** Opening Material to process block **

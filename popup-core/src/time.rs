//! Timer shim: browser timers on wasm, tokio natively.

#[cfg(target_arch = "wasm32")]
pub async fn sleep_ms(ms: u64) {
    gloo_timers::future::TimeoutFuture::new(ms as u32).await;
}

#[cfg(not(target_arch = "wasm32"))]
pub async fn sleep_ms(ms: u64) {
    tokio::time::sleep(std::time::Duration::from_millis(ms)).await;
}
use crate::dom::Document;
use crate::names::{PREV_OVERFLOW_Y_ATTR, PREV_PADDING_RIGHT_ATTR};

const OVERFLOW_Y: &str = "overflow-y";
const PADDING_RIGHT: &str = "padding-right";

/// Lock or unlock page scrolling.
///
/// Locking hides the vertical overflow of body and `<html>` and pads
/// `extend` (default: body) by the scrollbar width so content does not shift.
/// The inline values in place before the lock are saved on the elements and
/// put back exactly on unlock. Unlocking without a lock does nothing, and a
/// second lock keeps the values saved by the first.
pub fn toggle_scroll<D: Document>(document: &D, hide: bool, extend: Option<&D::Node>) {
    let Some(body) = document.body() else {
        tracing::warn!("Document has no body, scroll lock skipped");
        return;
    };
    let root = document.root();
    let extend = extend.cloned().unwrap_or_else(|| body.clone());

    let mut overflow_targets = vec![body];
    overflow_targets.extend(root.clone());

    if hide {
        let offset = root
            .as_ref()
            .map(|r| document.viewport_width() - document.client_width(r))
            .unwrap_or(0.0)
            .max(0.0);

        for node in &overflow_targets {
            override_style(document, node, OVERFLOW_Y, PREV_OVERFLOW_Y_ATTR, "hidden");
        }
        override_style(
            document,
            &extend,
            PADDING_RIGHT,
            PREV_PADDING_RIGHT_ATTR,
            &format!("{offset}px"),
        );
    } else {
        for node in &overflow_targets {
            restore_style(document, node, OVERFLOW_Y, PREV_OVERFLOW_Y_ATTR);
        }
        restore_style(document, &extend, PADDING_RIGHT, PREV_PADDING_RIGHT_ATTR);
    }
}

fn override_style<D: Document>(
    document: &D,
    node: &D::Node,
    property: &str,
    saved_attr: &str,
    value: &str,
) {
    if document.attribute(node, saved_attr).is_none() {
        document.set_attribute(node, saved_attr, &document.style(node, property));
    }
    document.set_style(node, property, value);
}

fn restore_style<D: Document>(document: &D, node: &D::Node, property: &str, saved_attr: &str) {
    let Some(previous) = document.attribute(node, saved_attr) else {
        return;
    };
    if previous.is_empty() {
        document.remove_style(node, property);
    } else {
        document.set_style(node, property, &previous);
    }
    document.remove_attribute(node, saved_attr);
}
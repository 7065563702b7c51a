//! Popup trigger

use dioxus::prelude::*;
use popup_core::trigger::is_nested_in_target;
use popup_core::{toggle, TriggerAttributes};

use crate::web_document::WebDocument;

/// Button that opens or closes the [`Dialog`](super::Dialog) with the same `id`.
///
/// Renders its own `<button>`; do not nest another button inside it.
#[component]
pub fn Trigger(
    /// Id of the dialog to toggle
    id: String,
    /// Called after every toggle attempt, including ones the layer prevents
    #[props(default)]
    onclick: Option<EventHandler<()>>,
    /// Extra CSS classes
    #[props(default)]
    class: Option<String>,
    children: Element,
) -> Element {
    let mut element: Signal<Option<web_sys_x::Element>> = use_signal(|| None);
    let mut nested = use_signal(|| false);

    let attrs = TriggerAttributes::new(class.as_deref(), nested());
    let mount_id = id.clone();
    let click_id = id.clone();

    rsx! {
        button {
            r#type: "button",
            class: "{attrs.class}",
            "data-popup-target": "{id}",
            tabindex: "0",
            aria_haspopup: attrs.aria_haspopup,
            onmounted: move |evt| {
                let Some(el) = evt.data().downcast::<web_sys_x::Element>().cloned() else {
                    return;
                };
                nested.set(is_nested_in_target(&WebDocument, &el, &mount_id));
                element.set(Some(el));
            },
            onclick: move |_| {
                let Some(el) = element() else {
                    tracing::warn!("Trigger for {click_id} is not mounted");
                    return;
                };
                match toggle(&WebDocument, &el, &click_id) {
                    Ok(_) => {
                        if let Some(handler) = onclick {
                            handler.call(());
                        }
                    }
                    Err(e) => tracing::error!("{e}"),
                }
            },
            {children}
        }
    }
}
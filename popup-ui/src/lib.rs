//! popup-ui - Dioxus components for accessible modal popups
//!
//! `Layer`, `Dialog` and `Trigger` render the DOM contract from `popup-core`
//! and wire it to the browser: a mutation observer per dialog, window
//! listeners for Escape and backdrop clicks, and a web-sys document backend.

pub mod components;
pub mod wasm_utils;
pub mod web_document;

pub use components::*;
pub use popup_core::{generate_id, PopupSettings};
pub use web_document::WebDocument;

** Closing Material to process block **

Problem description |
Each line above must be output exactly as it stands.

Your response |
filename popup-core/src/time.rs
//! Timer shim: browser timers on wasm, tokio natively.

#[cfg(target_arch = "wasm32")]
pub async fn sleep_ms(ms: u64) {
    gloo_timers::future::TimeoutFuture::new(ms as u32).await;
}

#[cfg(not(target_arch = "wasm32"))]
pub async fn sleep_ms(ms: u64) {
    tokio::time::sleep(std::time::Duration::from_millis(ms)).await;
}
use crate::dom::Document;
use crate::names::{PREV_OVERFLOW_Y_ATTR, PREV_PADDING_RIGHT_ATTR};

const OVERFLOW_Y: &str = "overflow-y";
const PADDING_RIGHT: &str = "padding-right";

/// Lock or unlock page scrolling.
///
/// Locking hides the vertical overflow of body and `<html>` and pads
/// `extend` (default: body) by the scrollbar width so content does not shift.
/// The inline values in place before the lock are saved on the elements and
/// put back exactly on unlock. Unlocking without a lock does nothing, and a
/// second lock keeps the values saved by the first.
pub fn toggle_scroll<D: Document>(document: &D, hide: bool, extend: Option<&D::Node>) {
    let Some(body) = document.body() else {
        tracing::warn!("Document has no body, scroll lock skipped");
        return;
    };
    let root = document.root();
    let extend = extend.cloned().unwrap_or_else(|| body.clone());

    let mut overflow_targets = vec![body];
    overflow_targets.extend(root.clone());

    if hide {
        let offset = root
            .as_ref()
            .map(|r| document.viewport_width() - document.client_width(r))
            .unwrap_or(0.0)
            .max(0.0);

        for node in &overflow_targets {
            override_style(document, node, OVERFLOW_Y, PREV_OVERFLOW_Y_ATTR, "hidden");
        }
        override_style(
            document,
            &extend,
            PADDING_RIGHT,
            PREV_PADDING_RIGHT_ATTR,
            &format!("{offset}px"),
        );
    } else {
        for node in &overflow_targets {
            restore_style(document, node, OVERFLOW_Y, PREV_OVERFLOW_Y_ATTR);
        }
        restore_style(document, &extend, PADDING_RIGHT, PREV_PADDING_RIGHT_ATTR);
    }
}

fn override_style<D: Document>(
    document: &D,
    node: &D::Node,
    property: &str,
    saved_attr: &str,
    value: &str,
) {
    if document.attribute(node, saved_attr).is_none() {
        document.set_attribute(node, saved_attr, &document.style(node, property));
    }
    document.set_style(node, property, value);
}

fn restore_style<D: Document>(document: &D, node: &D::Node, property: &str, saved_attr: &str) {
    let Some(previous) = document.attribute(node, saved_attr) else {
        return;
    };
    if previous.is_empty() {
        document.remove_style(node, property);
    } else {
        document.set_style(node, property, &previous);
    }
    document.remove_attribute(node, saved_attr);
}
repository 7065563702b7c51a
//! Popup trigger

use dioxus::prelude::*;
use popup_core::trigger::is_nested_in_target;
use popup_core::{toggle, TriggerAttributes};

use crate::web_document::WebDocument;

/// Button that opens or closes the [`Dialog`](super::Dialog) with the same `id`.
///
/// Renders its own `<button>`; do not nest another button inside it.
#[component]
pub fn Trigger(
    /// Id of the dialog to toggle
    id: String,
    /// Called after every toggle attempt, including ones the layer prevents
    #[props(default)]
    onclick: Option<EventHandler<()>>,
    /// Extra CSS classes
    #[props(default)]
    class: Option<String>,
    children: Element,
) -> Element {
    let mut element: Signal<Option<web_sys_x::Element>> = use_signal(|| None);
    let mut nested = use_signal(|| false);

    let attrs = TriggerAttributes::new(class.as_deref(), nested());
    let mount_id = id.clone();
    let click_id = id.clone();

    rsx! {
        button {
            r#type: "button",
            class: "{attrs.class}",
            "data-popup-target": "{id}",
            tabindex: "0",
            aria_haspopup: attrs.aria_haspopup,
            onmounted: move |evt| {
                let Some(el) = evt.data().downcast::<web_sys_x::Element>().cloned() else {
                    return;
                };
                nested.set(is_nested_in_target(&WebDocument, &el, &mount_id));
                element.set(Some(el));
            },
            onclick: move |_| {
                let Some(el) = element() else {
                    tracing::warn!("Trigger for {click_id} is not mounted");
                    return;
                };
                match toggle(&WebDocument, &el, &click_id) {
                    Ok(_) => {
                        if let Some(handler) = onclick {
                            handler.call(());
                        }
                    }
                    Err(e) => tracing::error!("{e}"),
                }
            },
            {children}
        }
    }
}
filename popup-ui/src/lib.rs
//! popup-ui - Dioxus components for accessible modal popups
//!
//! `Layer`, `Dialog` and `Trigger` render the DOM contract from `popup-core`
//! and wire it to the browser: a mutation observer per dialog, window
//! listeners for Escape and backdrop clicks, and a web-sys document backend.

pub mod components;
pub mod wasm_utils;
pub mod web_document;

pub use components::*;
pub use popup_core::{generate_id, PopupSettings};
pub use web_document::WebDocument;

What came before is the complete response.